Thank you! for the fast turn around and the binary Windows build to test. This can be closed, or tied to 2.3.2 release or whatever y'all do.

werner claimed this task.
werner triaged this task as Normal priority.

Thanks for testing. I hope to get 2.3.2 out in two weeks.

gniibe claimed this task.
gniibe added a subscriber: gniibe.

The commit rGbb8e3996e44f: scd: Fix problem with reader list becoming empty. removed READER_TABLE_LOCK holding between apdu_dev_list_start and apdu_dev_list_finish, that opens possible stale resource access for CCID driver: reader_table[slot].ccid.handle

The problem is accesses to reader_table by
(1) scanning reader(s) to open new one
(2) closing reader

For multiple accesses to (1), we don't need the lock actually because the access is serialized by another resource control by card_list_lock in select_application.

But there may be a thread of (1) and another thread of (2).

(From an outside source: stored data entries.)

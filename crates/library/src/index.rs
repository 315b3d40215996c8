//! In-memory library: books by key, user shelves and the computed views

use crate::error::{LibraryError, LibraryResult};
use lectern_core::{Book, BookKey, Event, Shelf, Timestamp};
use lectern_store::StateStore;
use log::{debug, info, warn};
use std::cmp::Ordering;
use std::collections::{BTreeMap, BTreeSet};

/// Direction for reordering a pinned book
#[derive(Debug, Clone, Copy, PartialEq, Eq)]
pub enum PinMove {
    Up,
    Down,
}

/// Outcome of merging a scan into the index
#[derive(Debug, Clone, Default, PartialEq)]
pub struct MergeReport {
    pub added: Vec<BookKey>,
    pub updated: Vec<BookKey>,
    pub unchanged: usize,
}

impl MergeReport {
    pub fn has_changes(&self) -> bool {
        !self.added.is_empty() || !self.updated.is_empty()
    }
}

/// Owns every known book and the user shelf list.
///
/// Mutations queue library events; the owner drains them with
/// [`LibraryIndex::drain_events`] and publishes them.
#[derive(Debug, Default)]
pub struct LibraryIndex {
    books: BTreeMap<BookKey, Book>,
    shelves: BTreeSet<String>,
    events: Vec<Event>,
}

fn title_order(a: &Book, b: &Book) -> Ordering {
    a.title
        .to_lowercase()
        .cmp(&b.title.to_lowercase())
        .then_with(|| a.key.cmp(&b.key))
}

/// Most recent first; never-played books last, by title
fn recency_order(a: &Book, b: &Book) -> Ordering {
    match (a.last_played, b.last_played) {
        (Some(x), Some(y)) => y.cmp(&x).then_with(|| title_order(a, b)),
        (Some(_), None) => Ordering::Less,
        (None, Some(_)) => Ordering::Greater,
        (None, None) => title_order(a, b),
    }
}

fn pin_order(a: &Book, b: &Book) -> Ordering {
    a.pin_order
        .cmp(&b.pin_order)
        .then_with(|| title_order(a, b))
}

fn validate_shelf_name(name: &str) -> LibraryResult<String> {
    let trimmed = name.trim();
    if trimmed.is_empty() {
        return Err(LibraryError::InvalidShelfName(name.to_string()));
    }
    if Shelf::is_reserved_name(trimmed) {
        return Err(LibraryError::VirtualShelf(trimmed.to_string()));
    }
    Ok(trimmed.to_string())
}

impl LibraryIndex {
    pub fn new() -> Self {
        Self::default()
    }

    /// Rebuilds an index from persisted parts. Memberships naming unknown
    /// shelves recreate those shelves; pin orders are renumbered.
    pub fn from_parts(books: Vec<Book>, shelves: Vec<String>) -> Self {
        let mut index = Self::new();
        for name in shelves {
            match validate_shelf_name(&name) {
                Ok(name) => {
                    index.shelves.insert(name);
                }
                Err(e) => warn!("Dropping stored shelf: {}", e),
            }
        }
        for mut book in books {
            book.shelves.retain(|s| validate_shelf_name(s).is_ok());
            index.shelves.extend(book.shelves.iter().cloned());
            if book.pinned != book.pin_order.is_some() {
                book.pinned = true;
                book.pin_order = Some(u32::MAX);
            }
            index.books.insert(book.key.clone(), book);
        }
        index.compact_pins();
        index
    }

    pub fn len(&self) -> usize {
        self.books.len()
    }

    pub fn is_empty(&self) -> bool {
        self.books.is_empty()
    }

    pub fn get(&self, key: &BookKey) -> Option<&Book> {
        self.books.get(key)
    }

    /// All books in key order
    pub fn books(&self) -> impl Iterator<Item = &Book> {
        self.books.values()
    }

    /// User shelf names, sorted
    pub fn shelves(&self) -> impl Iterator<Item = &str> {
        self.shelves.iter().map(String::as_str)
    }

    pub fn has_shelf(&self, name: &str) -> bool {
        self.shelves.contains(name)
    }

    pub fn drain_events(&mut self) -> Vec<Event> {
        std::mem::take(&mut self.events)
    }

    fn book_mut(&mut self, key: &BookKey) -> LibraryResult<&mut Book> {
        self.books
            .get_mut(key)
            .ok_or_else(|| LibraryError::BookNotFound(key.clone()))
    }

    /// Folds freshly scanned books into the index.
    ///
    /// Known books only take the scanned title, file list and chapters;
    /// shelves, pins, finished and last-played are left alone. Books missing
    /// from the scan stay in the index.
    pub fn merge(&mut self, scanned: Vec<Book>) -> MergeReport {
        let mut report = MergeReport::default();

        for fresh in scanned {
            match self.books.get_mut(&fresh.key) {
                Some(existing) => {
                    let changed = existing.title != fresh.title
                        || existing.kind != fresh.kind
                        || existing.files != fresh.files
                        || existing.chapters != fresh.chapters;
                    if changed {
                        existing.title = fresh.title;
                        existing.kind = fresh.kind;
                        existing.files = fresh.files;
                        existing.chapters = fresh.chapters;
                        self.events.push(Event::BookUpdated {
                            key: existing.key.clone(),
                        });
                        report.updated.push(existing.key.clone());
                    } else {
                        report.unchanged += 1;
                    }
                }
                None => {
                    self.events.push(Event::BookAdded {
                        key: fresh.key.clone(),
                        title: fresh.title.clone(),
                    });
                    report.added.push(fresh.key.clone());
                    self.books.insert(fresh.key.clone(), fresh);
                }
            }
        }

        info!(
            "Merged scan: {} added, {} updated, {} unchanged",
            report.added.len(),
            report.updated.len(),
            report.unchanged
        );
        report
    }

    /// Copies finished and last-played from each book's session record.
    /// Returns how many books changed.
    pub fn hydrate(&mut self, store: &dyn StateStore) -> usize {
        let mut changed = 0;
        for book in self.books.values_mut() {
            let state = match store.load(&book.locator()) {
                Ok(Some(state)) => state,
                Ok(None) => continue,
                Err(e) => {
                    warn!("Could not read session for '{}': {}", book.title, e);
                    continue;
                }
            };

            if book.finished != state.finished || book.last_played != state.last_played {
                book.finished = state.finished;
                book.last_played = state.last_played;
                self.events.push(Event::BookUpdated {
                    key: book.key.clone(),
                });
                changed += 1;
            }
        }
        debug!("Hydrated {} books from session records", changed);
        changed
    }

    /// Drops a book from the library. Media and session record stay on disk.
    pub fn remove(&mut self, key: &BookKey) -> LibraryResult<Book> {
        let book = self
            .books
            .remove(key)
            .ok_or_else(|| LibraryError::BookNotFound(key.clone()))?;
        if book.pinned {
            self.compact_pins();
        }
        self.events.push(Event::BookRemoved { key: key.clone() });
        Ok(book)
    }

    // Shelves

    pub fn create_shelf(&mut self, name: &str) -> LibraryResult<()> {
        let name = validate_shelf_name(name)?;
        if self.shelves.contains(&name) {
            return Err(LibraryError::ShelfExists(name));
        }
        self.shelves.insert(name.clone());
        self.events.push(Event::ShelfCreated { name });
        Ok(())
    }

    pub fn rename_shelf(&mut self, old: &str, new: &str) -> LibraryResult<()> {
        let old = old.trim();
        if Shelf::is_reserved_name(old) {
            return Err(LibraryError::VirtualShelf(old.to_string()));
        }
        if !self.shelves.contains(old) {
            return Err(LibraryError::ShelfNotFound(old.to_string()));
        }
        let new = validate_shelf_name(new)?;
        if new == old {
            return Ok(());
        }
        if self.shelves.contains(&new) {
            return Err(LibraryError::ShelfExists(new));
        }

        self.shelves.remove(old);
        self.shelves.insert(new.clone());
        for book in self.books.values_mut() {
            if book.shelves.remove(old) {
                book.shelves.insert(new.clone());
            }
        }
        self.events.push(Event::ShelfRenamed {
            from: old.to_string(),
            to: new,
        });
        Ok(())
    }

    /// Deletes a shelf and every membership in it. Books stay.
    pub fn remove_shelf(&mut self, name: &str) -> LibraryResult<()> {
        let name = name.trim();
        if Shelf::is_reserved_name(name) {
            return Err(LibraryError::VirtualShelf(name.to_string()));
        }
        if !self.shelves.remove(name) {
            return Err(LibraryError::ShelfNotFound(name.to_string()));
        }
        for book in self.books.values_mut() {
            book.shelves.remove(name);
        }
        self.events.push(Event::ShelfRemoved {
            name: name.to_string(),
        });
        Ok(())
    }

    /// Puts a book on a user shelf, creating the shelf if needed.
    /// Returns false if the book was already on it.
    pub fn assign_shelf(&mut self, key: &BookKey, shelf: &Shelf) -> LibraryResult<bool> {
        let name = match shelf {
            Shelf::User(name) => validate_shelf_name(name)?,
            virtual_shelf => return Err(LibraryError::VirtualShelf(virtual_shelf.to_string())),
        };
        if !self.books.contains_key(key) {
            return Err(LibraryError::BookNotFound(key.clone()));
        }

        if self.shelves.insert(name.clone()) {
            self.events.push(Event::ShelfCreated { name: name.clone() });
        }
        let book = self.book_mut(key)?;
        if !book.shelves.insert(name.clone()) {
            return Ok(false);
        }
        self.events.push(Event::ShelfAssigned {
            key: key.clone(),
            shelf: name,
        });
        Ok(true)
    }

    pub fn unassign_shelf(&mut self, key: &BookKey, name: &str) -> LibraryResult<bool> {
        let name = name.trim();
        if Shelf::is_reserved_name(name) {
            return Err(LibraryError::VirtualShelf(name.to_string()));
        }
        let book = self.book_mut(key)?;
        if !book.shelves.remove(name) {
            return Ok(false);
        }
        self.events.push(Event::ShelfUnassigned {
            key: key.clone(),
            shelf: name.to_string(),
        });
        Ok(true)
    }

    // Views

    /// Books on a shelf in that shelf's display order
    pub fn list_by_shelf(&self, shelf: &Shelf) -> LibraryResult<Vec<&Book>> {
        let mut books: Vec<&Book> = match shelf {
            Shelf::User(name) => {
                if !self.shelves.contains(name.as_str()) {
                    return Err(LibraryError::ShelfNotFound(name.clone()));
                }
                self.books.values().filter(|b| b.is_on_shelf(name)).collect()
            }
            Shelf::Pinned => self.books.values().filter(|b| b.pinned).collect(),
            Shelf::Finished => self.books.values().filter(|b| b.finished).collect(),
            Shelf::AllBooks => self.books.values().collect(),
        };

        match shelf {
            Shelf::User(_) | Shelf::Finished => books.sort_by(|a, b| title_order(a, b)),
            Shelf::Pinned => books.sort_by(|a, b| pin_order(a, b)),
            Shelf::AllBooks => books.sort_by(|a, b| recency_order(a, b)),
        }
        Ok(books)
    }

    /// Played books, most recent first
    pub fn history(&self, limit: usize) -> Vec<&Book> {
        let mut played: Vec<&Book> = self.books.values().filter(|b| b.has_played()).collect();
        played.sort_by(|a, b| recency_order(a, b));
        played.truncate(limit);
        played
    }

    /// Case-insensitive title match. An empty query matches every book.
    pub fn search<'a>(&'a self, query: &str) -> impl Iterator<Item = &'a Book> + 'a {
        let needle = query.trim().to_lowercase();
        self.books
            .values()
            .filter(move |b| needle.is_empty() || b.title.to_lowercase().contains(&needle))
    }

    // Flags

    /// Pins a book at the end of the pin order. No-op if already pinned.
    pub fn pin(&mut self, key: &BookKey) -> LibraryResult<()> {
        let next = self
            .books
            .values()
            .filter_map(|b| b.pin_order)
            .max()
            .map_or(0, |max| max + 1);
        let book = self.book_mut(key)?;
        if book.pinned {
            return Ok(());
        }
        book.pinned = true;
        book.pin_order = Some(next);
        self.events.push(Event::PinChanged {
            key: key.clone(),
            pinned: true,
        });
        Ok(())
    }

    pub fn unpin(&mut self, key: &BookKey) -> LibraryResult<()> {
        let book = self.book_mut(key)?;
        if !book.pinned {
            return Ok(());
        }
        book.pinned = false;
        book.pin_order = None;
        self.compact_pins();
        self.events.push(Event::PinChanged {
            key: key.clone(),
            pinned: false,
        });
        Ok(())
    }

    /// Swaps a pinned book with its neighbour. Returns false at either end.
    pub fn move_pin(&mut self, key: &BookKey, direction: PinMove) -> LibraryResult<bool> {
        let pinned: Vec<BookKey> = self
            .list_by_shelf(&Shelf::Pinned)?
            .into_iter()
            .map(|b| b.key.clone())
            .collect();
        let position = match pinned.iter().position(|k| k == key) {
            Some(position) => position,
            None if self.books.contains_key(key) => {
                return Err(LibraryError::NotPinned(key.clone()))
            }
            None => return Err(LibraryError::BookNotFound(key.clone())),
        };

        let neighbour = match direction {
            PinMove::Up if position > 0 => position - 1,
            PinMove::Down if position + 1 < pinned.len() => position + 1,
            _ => return Ok(false),
        };

        let mine = self.book_mut(key)?.pin_order;
        let theirs = self.book_mut(&pinned[neighbour])?.pin_order;
        self.book_mut(key)?.pin_order = theirs;
        self.book_mut(&pinned[neighbour])?.pin_order = mine;
        self.compact_pins();
        self.events.push(Event::BookUpdated { key: key.clone() });
        Ok(true)
    }

    /// Renumbers pin orders to 0..n keeping their relative order
    fn compact_pins(&mut self) {
        let mut pinned: Vec<(Option<u32>, String, BookKey)> = self
            .books
            .values()
            .filter(|b| b.pinned)
            .map(|b| (b.pin_order, b.title.to_lowercase(), b.key.clone()))
            .collect();
        pinned.sort();
        for (order, (_, _, key)) in pinned.into_iter().enumerate() {
            if let Some(book) = self.books.get_mut(&key) {
                book.pin_order = Some(order as u32);
            }
        }
    }

    pub fn set_finished(&mut self, key: &BookKey, finished: bool) -> LibraryResult<()> {
        let book = self.book_mut(key)?;
        if book.finished == finished {
            return Ok(());
        }
        book.finished = finished;
        self.events.push(Event::FinishedChanged {
            key: key.clone(),
            finished,
        });
        Ok(())
    }

    pub fn record_played(&mut self, key: &BookKey, at: Timestamp) -> LibraryResult<()> {
        let book = self.book_mut(key)?;
        book.last_played = Some(at);
        self.events.push(Event::BookUpdated { key: key.clone() });
        Ok(())
    }
}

Technical commentary on smartcard operation and/or Windows is going to be over my head, so I can't help (just in case you're looking for anything from me). But always happy to drive-test another build. (I've still had no issues, personally, with the build above.) I'll assume you don't need me unless you link another binary build to test or tag me. Thanks again, all.